#### [PROBLEM DESCRIPTION]
Look through the entries below. Report each line that has the word "Some" in it.

-- DATASET CONTENT follows --

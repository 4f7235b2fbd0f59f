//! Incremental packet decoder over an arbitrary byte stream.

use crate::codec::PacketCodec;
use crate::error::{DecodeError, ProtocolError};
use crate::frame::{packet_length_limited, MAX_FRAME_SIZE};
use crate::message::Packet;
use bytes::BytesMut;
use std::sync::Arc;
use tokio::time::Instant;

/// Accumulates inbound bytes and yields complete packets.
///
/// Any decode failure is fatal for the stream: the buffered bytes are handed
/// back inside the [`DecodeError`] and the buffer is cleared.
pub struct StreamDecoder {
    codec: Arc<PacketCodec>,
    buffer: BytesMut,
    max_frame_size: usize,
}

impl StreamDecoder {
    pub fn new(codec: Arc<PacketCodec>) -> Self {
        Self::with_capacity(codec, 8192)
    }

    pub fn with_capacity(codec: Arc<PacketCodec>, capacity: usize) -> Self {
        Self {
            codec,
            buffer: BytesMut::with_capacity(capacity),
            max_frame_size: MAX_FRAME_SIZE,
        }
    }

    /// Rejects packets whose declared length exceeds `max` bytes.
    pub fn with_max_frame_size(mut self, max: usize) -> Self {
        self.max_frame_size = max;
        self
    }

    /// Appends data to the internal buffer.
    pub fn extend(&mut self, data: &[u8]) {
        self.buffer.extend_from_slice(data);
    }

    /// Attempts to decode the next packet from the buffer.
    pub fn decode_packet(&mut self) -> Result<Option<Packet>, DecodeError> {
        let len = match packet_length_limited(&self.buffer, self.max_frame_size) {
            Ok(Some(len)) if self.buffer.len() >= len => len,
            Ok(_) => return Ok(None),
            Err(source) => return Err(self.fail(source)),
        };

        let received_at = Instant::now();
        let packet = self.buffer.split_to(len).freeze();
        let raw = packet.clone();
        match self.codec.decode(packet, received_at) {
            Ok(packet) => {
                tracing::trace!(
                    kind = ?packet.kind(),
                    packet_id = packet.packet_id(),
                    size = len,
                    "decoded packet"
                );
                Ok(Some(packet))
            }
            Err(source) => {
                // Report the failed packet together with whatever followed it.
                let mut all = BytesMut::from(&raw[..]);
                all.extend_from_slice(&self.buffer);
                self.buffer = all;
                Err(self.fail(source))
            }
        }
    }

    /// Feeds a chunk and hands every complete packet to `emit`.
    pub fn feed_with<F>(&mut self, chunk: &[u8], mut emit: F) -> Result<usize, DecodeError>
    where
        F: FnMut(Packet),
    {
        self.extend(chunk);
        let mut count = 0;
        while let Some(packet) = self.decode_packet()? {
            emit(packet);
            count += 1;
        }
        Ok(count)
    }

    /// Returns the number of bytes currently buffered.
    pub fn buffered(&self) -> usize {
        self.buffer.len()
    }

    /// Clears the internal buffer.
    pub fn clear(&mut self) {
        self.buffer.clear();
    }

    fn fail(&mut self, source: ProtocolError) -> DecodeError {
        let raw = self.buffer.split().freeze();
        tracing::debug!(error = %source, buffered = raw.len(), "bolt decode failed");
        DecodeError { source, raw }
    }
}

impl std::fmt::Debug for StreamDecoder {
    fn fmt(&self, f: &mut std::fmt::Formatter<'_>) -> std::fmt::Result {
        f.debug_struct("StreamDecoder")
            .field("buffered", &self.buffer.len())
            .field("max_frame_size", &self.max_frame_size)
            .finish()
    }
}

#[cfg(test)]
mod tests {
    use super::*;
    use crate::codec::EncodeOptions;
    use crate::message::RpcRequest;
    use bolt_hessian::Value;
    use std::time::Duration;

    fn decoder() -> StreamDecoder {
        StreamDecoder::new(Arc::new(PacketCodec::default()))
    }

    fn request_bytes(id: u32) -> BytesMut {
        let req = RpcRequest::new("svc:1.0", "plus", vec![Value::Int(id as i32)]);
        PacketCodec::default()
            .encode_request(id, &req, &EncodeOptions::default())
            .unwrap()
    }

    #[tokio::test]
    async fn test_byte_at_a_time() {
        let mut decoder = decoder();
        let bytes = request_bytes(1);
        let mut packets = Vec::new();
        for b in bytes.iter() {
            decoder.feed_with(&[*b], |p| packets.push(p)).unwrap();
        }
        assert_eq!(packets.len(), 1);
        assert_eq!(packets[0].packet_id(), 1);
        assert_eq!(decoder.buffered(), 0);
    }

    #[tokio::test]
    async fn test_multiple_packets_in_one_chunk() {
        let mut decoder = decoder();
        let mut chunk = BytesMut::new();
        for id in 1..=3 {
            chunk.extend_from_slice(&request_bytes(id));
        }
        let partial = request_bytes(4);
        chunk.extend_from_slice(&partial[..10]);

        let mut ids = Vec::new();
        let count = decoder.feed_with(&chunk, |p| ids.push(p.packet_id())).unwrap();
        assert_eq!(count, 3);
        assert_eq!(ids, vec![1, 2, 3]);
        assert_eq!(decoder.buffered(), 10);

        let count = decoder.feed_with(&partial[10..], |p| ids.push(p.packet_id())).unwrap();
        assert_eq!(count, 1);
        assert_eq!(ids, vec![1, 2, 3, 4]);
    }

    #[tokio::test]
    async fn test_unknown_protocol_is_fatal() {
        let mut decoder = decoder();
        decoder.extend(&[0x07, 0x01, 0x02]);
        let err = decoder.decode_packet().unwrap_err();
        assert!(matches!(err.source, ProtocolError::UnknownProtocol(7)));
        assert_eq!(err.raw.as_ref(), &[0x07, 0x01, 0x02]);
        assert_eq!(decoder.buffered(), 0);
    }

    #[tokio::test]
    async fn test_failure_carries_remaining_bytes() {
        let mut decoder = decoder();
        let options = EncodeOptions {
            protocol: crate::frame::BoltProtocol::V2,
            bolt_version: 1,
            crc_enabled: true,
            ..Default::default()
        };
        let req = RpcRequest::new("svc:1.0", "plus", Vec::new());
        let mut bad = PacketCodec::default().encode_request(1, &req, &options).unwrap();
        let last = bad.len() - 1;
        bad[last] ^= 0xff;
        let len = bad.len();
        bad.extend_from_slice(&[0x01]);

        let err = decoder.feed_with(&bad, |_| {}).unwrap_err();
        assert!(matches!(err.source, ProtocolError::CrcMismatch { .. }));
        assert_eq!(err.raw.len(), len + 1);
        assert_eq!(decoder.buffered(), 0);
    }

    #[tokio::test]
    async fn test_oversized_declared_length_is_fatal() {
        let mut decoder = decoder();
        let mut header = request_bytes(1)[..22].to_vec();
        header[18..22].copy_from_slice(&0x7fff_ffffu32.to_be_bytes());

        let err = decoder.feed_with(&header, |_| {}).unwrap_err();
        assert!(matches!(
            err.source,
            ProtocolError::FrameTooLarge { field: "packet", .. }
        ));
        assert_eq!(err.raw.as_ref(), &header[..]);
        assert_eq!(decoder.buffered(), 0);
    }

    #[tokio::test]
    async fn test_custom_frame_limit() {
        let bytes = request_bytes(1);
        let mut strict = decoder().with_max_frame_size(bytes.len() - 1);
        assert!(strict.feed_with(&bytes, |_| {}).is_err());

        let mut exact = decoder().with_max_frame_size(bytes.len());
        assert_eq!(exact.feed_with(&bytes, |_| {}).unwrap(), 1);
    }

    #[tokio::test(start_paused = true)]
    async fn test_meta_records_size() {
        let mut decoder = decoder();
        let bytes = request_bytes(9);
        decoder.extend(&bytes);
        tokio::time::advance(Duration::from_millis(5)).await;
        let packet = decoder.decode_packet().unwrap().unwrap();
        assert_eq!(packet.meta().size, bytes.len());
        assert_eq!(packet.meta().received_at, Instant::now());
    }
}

-- DATASET CONTENT concluded --

#### [SOLUTION TO THIS EXERCISE]
            Ok(Some(len)) if self.buffer.len() >= len => len,
                Ok(Some(packet))
        while let Some(packet) = self.decode_packet()? {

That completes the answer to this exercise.